> [Provided entries]
────
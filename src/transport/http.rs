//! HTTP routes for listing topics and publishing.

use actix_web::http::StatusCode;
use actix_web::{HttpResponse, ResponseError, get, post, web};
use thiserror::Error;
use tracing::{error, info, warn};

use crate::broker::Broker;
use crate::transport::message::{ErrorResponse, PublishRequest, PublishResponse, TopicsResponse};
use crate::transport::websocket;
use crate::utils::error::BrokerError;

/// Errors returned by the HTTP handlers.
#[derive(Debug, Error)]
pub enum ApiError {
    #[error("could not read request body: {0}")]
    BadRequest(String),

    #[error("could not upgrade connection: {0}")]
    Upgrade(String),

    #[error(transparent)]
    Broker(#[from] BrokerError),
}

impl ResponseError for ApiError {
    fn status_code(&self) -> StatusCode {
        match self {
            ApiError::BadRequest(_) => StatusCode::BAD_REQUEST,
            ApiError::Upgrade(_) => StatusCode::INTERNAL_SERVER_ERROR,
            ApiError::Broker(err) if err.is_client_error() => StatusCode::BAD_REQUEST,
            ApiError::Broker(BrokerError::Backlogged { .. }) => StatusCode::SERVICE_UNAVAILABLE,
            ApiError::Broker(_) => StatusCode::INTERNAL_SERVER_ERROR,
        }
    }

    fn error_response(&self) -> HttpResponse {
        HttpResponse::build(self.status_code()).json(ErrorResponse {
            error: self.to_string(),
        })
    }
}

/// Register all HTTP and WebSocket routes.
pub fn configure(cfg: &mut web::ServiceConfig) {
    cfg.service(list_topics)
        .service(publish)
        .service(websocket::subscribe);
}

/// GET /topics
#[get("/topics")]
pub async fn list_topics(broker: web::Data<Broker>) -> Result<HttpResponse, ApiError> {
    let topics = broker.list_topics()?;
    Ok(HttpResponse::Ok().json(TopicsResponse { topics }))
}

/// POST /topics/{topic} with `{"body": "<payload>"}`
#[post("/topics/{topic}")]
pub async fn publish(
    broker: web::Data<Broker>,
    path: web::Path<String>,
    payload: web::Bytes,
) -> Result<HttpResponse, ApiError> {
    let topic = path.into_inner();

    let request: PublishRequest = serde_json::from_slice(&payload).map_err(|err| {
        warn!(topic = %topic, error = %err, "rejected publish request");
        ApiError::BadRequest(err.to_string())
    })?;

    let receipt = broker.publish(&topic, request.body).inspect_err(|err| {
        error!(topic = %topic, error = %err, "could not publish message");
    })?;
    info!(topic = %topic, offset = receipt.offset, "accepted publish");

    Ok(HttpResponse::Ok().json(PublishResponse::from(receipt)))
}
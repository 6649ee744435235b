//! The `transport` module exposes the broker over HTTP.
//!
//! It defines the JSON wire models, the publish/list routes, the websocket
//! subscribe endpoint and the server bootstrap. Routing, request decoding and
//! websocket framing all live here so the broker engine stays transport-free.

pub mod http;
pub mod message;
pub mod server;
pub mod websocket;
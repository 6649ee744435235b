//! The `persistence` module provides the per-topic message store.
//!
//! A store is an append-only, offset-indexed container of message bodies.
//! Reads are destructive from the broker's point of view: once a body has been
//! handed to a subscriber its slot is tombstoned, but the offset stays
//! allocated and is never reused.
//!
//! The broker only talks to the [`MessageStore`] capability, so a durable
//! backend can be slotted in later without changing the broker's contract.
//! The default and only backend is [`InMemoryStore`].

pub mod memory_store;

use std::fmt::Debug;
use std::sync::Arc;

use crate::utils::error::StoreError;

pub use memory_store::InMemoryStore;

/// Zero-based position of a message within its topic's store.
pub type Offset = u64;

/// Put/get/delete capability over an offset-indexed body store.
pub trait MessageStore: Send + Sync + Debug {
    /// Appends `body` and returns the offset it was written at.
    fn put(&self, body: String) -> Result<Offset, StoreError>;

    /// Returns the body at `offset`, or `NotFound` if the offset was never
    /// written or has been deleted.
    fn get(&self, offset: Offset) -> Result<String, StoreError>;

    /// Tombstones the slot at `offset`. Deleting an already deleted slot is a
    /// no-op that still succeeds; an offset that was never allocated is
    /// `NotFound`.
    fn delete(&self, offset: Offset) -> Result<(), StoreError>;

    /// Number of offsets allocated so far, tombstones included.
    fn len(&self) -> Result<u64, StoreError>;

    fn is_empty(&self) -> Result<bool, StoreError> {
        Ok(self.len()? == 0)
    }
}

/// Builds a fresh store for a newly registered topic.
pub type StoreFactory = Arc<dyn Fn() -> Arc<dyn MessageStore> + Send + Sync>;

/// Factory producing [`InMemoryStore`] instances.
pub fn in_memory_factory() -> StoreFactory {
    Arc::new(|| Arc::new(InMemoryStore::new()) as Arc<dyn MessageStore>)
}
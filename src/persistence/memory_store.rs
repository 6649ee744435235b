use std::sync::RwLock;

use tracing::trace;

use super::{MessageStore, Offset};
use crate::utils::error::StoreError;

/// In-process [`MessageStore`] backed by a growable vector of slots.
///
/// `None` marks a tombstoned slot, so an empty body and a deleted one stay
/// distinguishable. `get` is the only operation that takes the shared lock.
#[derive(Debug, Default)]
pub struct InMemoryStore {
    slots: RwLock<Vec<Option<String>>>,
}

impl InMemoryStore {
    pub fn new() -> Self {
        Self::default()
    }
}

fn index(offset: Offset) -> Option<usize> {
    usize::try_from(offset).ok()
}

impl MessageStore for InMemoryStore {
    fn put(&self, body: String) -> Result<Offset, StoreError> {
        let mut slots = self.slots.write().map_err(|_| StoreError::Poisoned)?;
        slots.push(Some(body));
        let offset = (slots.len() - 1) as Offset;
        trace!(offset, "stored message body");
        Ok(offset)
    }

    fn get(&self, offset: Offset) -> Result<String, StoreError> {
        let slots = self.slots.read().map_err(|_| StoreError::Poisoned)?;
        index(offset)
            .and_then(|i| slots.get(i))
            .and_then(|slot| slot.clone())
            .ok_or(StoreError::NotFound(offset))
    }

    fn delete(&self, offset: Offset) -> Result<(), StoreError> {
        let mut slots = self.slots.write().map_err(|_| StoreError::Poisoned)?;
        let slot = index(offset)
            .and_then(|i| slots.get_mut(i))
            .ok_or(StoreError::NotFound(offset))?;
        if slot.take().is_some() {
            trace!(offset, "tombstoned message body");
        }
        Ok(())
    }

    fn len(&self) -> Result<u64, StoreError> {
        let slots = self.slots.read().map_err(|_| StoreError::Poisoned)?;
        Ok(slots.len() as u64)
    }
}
────
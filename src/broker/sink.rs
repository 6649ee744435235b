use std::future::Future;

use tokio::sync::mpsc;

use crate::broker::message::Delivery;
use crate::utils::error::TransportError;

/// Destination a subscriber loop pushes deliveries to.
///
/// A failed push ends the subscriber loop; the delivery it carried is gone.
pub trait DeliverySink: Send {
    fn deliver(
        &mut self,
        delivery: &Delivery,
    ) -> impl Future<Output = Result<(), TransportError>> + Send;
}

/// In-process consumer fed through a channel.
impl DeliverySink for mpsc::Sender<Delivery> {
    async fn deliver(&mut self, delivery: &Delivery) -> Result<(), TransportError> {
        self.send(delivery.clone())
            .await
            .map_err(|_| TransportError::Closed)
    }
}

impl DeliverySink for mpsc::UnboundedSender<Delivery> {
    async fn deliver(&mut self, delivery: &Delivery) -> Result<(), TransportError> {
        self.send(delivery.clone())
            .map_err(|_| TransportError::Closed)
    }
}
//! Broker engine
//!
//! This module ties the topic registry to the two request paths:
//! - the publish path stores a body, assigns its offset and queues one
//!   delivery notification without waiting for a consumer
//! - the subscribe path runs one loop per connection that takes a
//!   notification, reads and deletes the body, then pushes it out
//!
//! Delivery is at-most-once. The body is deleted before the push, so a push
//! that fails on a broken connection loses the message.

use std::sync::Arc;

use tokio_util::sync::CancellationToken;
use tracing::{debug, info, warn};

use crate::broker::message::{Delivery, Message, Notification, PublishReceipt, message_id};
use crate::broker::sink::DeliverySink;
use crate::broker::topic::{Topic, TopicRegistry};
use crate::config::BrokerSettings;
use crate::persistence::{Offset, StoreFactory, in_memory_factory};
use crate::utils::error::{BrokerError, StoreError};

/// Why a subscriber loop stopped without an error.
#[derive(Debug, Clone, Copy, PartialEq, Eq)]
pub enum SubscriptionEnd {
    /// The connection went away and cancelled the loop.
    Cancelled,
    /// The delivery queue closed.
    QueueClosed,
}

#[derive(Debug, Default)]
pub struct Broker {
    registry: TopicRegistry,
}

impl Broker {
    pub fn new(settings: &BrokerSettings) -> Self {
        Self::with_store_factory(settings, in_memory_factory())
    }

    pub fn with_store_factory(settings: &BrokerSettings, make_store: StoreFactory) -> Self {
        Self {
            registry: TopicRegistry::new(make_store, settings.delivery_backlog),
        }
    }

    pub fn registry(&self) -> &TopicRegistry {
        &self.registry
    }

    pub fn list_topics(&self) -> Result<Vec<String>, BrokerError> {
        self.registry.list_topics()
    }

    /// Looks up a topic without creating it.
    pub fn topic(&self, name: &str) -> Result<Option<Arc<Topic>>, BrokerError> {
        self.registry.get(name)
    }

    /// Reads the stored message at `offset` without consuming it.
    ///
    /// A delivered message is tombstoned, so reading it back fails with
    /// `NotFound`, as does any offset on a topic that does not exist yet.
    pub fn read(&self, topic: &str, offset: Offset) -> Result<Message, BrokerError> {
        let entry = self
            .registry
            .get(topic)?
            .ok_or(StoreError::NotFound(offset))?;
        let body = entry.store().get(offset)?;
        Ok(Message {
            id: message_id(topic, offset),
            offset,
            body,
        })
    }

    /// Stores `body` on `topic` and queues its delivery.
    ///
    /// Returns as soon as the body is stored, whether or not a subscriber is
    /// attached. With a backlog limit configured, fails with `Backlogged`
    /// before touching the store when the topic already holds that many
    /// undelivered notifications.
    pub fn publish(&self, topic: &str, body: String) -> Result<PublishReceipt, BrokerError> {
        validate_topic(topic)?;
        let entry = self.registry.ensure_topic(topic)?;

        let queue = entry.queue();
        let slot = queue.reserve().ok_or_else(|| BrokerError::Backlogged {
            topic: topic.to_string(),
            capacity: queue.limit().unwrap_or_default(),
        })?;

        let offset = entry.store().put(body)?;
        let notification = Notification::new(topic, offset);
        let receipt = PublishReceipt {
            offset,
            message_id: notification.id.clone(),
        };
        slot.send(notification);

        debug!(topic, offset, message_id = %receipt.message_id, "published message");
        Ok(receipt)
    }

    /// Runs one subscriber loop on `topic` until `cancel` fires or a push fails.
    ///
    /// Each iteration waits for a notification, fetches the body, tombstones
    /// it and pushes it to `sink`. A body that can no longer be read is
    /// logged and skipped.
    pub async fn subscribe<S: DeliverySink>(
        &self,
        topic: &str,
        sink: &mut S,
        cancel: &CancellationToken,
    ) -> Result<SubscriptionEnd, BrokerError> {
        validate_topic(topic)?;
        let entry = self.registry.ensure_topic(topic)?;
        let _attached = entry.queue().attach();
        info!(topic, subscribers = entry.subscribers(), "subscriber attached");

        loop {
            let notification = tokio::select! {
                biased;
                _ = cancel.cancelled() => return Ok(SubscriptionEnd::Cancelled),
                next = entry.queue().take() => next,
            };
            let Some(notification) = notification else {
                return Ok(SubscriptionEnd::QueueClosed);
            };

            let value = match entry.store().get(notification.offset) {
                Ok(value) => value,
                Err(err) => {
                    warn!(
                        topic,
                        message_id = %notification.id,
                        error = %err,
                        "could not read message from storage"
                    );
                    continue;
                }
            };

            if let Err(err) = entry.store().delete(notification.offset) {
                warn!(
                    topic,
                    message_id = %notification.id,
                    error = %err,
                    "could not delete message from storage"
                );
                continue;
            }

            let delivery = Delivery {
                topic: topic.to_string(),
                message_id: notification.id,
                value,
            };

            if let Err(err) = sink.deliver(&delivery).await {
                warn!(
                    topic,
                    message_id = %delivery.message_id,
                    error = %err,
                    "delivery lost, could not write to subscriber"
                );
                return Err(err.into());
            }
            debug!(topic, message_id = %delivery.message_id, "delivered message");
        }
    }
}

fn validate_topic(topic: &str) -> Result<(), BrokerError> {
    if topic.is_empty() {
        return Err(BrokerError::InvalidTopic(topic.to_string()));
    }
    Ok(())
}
────
> [What is expected]
Which lines of the listing above hold the word "limit"? Copy each of them.

> [Exercise response]
    /// attached. With a backlog limit configured, fails with `Backlogged`
            capacity: queue.limit().unwrap_or_default(),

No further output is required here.